#### Assignment:
Among the lines of the records, find all that carry the word "denied" and copy them.

Dataset excerpts:
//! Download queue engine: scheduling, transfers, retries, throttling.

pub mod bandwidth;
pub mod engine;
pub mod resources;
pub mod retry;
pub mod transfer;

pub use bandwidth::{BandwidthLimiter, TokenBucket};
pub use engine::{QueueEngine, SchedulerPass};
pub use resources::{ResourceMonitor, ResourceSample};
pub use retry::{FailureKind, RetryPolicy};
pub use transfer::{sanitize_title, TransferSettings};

--

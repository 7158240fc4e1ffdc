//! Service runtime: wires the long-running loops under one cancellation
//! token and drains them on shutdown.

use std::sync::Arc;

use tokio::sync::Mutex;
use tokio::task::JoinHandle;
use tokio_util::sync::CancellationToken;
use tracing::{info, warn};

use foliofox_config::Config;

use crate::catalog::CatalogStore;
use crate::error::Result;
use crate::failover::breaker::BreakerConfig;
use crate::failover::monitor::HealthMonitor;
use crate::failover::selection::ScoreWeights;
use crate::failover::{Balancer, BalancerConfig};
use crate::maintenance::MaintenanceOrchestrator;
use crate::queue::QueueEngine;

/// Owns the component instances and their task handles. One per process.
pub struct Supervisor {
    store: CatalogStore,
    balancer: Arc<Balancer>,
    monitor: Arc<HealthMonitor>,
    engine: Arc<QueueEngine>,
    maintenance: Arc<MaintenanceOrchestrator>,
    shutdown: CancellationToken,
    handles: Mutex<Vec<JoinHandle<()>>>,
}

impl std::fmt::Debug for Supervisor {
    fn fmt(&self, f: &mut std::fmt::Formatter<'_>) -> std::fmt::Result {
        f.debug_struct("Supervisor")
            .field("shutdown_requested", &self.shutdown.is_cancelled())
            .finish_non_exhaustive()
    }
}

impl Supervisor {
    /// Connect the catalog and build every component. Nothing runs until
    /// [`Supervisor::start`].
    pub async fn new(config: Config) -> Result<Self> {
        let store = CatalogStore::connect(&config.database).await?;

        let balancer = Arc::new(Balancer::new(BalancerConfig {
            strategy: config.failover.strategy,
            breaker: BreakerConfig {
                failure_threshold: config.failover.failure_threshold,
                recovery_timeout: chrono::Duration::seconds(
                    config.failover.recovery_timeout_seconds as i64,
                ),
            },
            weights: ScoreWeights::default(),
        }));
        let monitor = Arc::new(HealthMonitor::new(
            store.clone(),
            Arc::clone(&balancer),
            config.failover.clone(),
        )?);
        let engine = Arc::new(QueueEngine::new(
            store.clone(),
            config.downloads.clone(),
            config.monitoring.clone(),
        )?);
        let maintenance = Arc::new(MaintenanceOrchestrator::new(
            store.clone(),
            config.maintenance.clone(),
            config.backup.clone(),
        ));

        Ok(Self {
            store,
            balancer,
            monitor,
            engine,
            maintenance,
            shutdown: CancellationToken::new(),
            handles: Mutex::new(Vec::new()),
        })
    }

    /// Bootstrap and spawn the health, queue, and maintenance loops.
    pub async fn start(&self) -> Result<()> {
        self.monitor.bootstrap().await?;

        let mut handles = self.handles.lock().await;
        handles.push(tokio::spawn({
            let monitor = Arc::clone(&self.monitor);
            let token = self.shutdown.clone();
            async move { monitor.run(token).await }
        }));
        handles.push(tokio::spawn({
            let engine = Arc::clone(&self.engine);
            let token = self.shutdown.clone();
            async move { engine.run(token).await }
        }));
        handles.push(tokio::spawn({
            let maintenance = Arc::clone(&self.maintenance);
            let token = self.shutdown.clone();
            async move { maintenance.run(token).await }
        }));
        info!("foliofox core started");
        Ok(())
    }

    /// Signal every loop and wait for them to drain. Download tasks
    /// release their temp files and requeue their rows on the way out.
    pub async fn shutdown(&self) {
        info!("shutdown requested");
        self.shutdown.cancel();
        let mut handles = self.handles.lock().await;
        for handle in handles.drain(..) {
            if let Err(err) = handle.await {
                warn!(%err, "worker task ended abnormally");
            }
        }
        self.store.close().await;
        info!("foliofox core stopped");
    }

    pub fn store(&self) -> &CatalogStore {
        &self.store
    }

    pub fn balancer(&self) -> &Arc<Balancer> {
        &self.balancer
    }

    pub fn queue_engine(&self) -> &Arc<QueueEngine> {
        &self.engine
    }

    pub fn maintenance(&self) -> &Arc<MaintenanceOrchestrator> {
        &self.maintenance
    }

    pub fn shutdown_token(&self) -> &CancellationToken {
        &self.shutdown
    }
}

---

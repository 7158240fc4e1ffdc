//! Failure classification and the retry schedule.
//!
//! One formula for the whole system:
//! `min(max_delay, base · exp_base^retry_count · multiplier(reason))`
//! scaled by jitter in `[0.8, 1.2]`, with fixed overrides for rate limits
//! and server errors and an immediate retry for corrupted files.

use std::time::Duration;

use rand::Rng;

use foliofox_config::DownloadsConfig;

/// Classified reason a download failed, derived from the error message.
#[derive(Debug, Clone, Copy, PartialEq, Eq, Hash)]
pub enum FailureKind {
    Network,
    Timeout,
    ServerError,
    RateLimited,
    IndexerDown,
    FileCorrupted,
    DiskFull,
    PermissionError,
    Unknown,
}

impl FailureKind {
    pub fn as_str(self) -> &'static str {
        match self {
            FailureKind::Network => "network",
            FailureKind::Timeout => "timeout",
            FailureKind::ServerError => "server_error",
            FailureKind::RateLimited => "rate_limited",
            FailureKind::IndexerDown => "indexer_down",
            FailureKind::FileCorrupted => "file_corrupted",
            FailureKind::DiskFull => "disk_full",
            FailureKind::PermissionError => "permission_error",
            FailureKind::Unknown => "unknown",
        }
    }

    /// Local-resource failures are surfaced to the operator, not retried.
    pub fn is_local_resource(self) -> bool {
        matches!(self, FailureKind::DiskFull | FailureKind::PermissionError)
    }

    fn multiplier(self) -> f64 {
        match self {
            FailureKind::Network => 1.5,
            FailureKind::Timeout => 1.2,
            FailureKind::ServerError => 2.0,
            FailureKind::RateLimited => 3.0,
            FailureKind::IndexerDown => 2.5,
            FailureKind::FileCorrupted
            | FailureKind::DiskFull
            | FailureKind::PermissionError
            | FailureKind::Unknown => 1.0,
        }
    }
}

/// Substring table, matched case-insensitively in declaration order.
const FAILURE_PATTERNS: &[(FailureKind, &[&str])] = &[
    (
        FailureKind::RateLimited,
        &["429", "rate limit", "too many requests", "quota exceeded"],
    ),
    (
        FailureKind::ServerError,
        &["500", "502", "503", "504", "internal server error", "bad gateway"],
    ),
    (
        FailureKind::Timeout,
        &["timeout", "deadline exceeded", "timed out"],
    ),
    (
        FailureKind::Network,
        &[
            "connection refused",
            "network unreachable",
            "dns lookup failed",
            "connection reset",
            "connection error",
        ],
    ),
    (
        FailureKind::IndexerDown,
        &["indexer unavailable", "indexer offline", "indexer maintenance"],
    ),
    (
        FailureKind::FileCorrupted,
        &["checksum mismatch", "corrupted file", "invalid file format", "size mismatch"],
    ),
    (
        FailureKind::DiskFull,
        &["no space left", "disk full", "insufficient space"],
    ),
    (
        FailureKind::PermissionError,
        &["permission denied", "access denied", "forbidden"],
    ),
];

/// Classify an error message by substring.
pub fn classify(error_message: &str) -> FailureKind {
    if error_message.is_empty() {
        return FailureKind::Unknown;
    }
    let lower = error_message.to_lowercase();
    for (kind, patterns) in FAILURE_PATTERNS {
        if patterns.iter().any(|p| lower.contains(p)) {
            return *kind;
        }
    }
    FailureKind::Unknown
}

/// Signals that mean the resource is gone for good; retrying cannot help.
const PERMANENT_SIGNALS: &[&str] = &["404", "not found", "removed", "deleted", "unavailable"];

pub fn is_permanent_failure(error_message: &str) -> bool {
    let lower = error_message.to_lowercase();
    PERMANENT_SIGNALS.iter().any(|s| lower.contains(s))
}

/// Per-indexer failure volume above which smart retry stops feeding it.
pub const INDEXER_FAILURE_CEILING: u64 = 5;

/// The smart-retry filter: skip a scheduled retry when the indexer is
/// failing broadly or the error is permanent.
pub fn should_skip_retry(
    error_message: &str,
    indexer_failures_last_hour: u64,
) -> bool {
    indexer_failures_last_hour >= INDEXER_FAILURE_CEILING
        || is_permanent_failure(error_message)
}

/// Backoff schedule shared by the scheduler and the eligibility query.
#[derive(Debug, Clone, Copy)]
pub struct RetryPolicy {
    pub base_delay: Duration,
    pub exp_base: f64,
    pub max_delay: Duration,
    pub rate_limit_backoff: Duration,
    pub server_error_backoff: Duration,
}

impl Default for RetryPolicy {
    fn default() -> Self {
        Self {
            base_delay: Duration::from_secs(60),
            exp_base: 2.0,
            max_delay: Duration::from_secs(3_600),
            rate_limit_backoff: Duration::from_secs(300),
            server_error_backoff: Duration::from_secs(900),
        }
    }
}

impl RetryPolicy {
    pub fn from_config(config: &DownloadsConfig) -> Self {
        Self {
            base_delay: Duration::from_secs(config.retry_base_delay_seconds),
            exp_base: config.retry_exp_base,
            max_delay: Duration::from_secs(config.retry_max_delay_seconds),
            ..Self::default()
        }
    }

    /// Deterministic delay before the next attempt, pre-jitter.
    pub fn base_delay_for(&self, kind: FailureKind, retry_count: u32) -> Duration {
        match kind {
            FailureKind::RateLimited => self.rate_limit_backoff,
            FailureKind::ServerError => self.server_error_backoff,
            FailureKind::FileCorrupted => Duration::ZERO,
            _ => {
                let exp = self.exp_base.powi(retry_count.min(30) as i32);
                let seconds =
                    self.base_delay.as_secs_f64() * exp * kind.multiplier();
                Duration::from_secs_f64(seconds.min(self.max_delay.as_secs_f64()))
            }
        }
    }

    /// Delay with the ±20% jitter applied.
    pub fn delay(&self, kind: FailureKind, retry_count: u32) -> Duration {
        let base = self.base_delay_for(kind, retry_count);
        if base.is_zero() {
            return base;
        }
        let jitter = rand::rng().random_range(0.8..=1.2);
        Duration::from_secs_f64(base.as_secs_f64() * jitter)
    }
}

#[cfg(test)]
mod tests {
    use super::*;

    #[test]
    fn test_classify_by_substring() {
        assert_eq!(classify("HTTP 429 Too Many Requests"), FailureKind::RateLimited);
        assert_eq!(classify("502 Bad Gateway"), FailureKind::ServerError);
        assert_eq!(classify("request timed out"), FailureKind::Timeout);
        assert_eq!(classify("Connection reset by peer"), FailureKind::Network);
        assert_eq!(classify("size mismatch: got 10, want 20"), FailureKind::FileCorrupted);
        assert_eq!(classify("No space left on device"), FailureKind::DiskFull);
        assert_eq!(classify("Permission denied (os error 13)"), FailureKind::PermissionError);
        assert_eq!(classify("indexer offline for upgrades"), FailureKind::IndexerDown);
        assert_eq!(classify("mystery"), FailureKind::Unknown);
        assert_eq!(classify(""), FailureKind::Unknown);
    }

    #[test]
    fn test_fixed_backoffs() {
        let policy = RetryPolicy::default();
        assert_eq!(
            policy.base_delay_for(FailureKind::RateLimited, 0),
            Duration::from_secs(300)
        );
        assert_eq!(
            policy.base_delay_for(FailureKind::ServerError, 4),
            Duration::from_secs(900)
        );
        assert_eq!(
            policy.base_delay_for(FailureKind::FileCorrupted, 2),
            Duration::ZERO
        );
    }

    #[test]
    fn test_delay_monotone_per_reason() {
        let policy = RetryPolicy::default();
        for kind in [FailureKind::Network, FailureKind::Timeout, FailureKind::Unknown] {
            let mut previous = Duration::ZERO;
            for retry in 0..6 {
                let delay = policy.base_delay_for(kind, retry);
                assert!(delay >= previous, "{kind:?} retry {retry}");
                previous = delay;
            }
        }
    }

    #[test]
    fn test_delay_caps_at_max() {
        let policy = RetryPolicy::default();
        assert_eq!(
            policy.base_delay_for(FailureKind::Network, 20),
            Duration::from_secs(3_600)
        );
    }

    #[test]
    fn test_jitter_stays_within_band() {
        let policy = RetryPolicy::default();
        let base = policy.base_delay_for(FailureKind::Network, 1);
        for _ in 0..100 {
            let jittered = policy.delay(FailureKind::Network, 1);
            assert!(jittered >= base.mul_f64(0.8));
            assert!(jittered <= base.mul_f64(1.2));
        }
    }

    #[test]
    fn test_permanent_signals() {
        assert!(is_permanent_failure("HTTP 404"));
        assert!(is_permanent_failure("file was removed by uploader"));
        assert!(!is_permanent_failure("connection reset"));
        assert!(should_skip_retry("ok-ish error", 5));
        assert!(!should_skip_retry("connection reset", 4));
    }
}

#### Worked solution:
        &["permission denied", "access denied", "forbidden"],
        assert_eq!(classify("Permission denied (os error 13)"), FailureKind::PermissionError);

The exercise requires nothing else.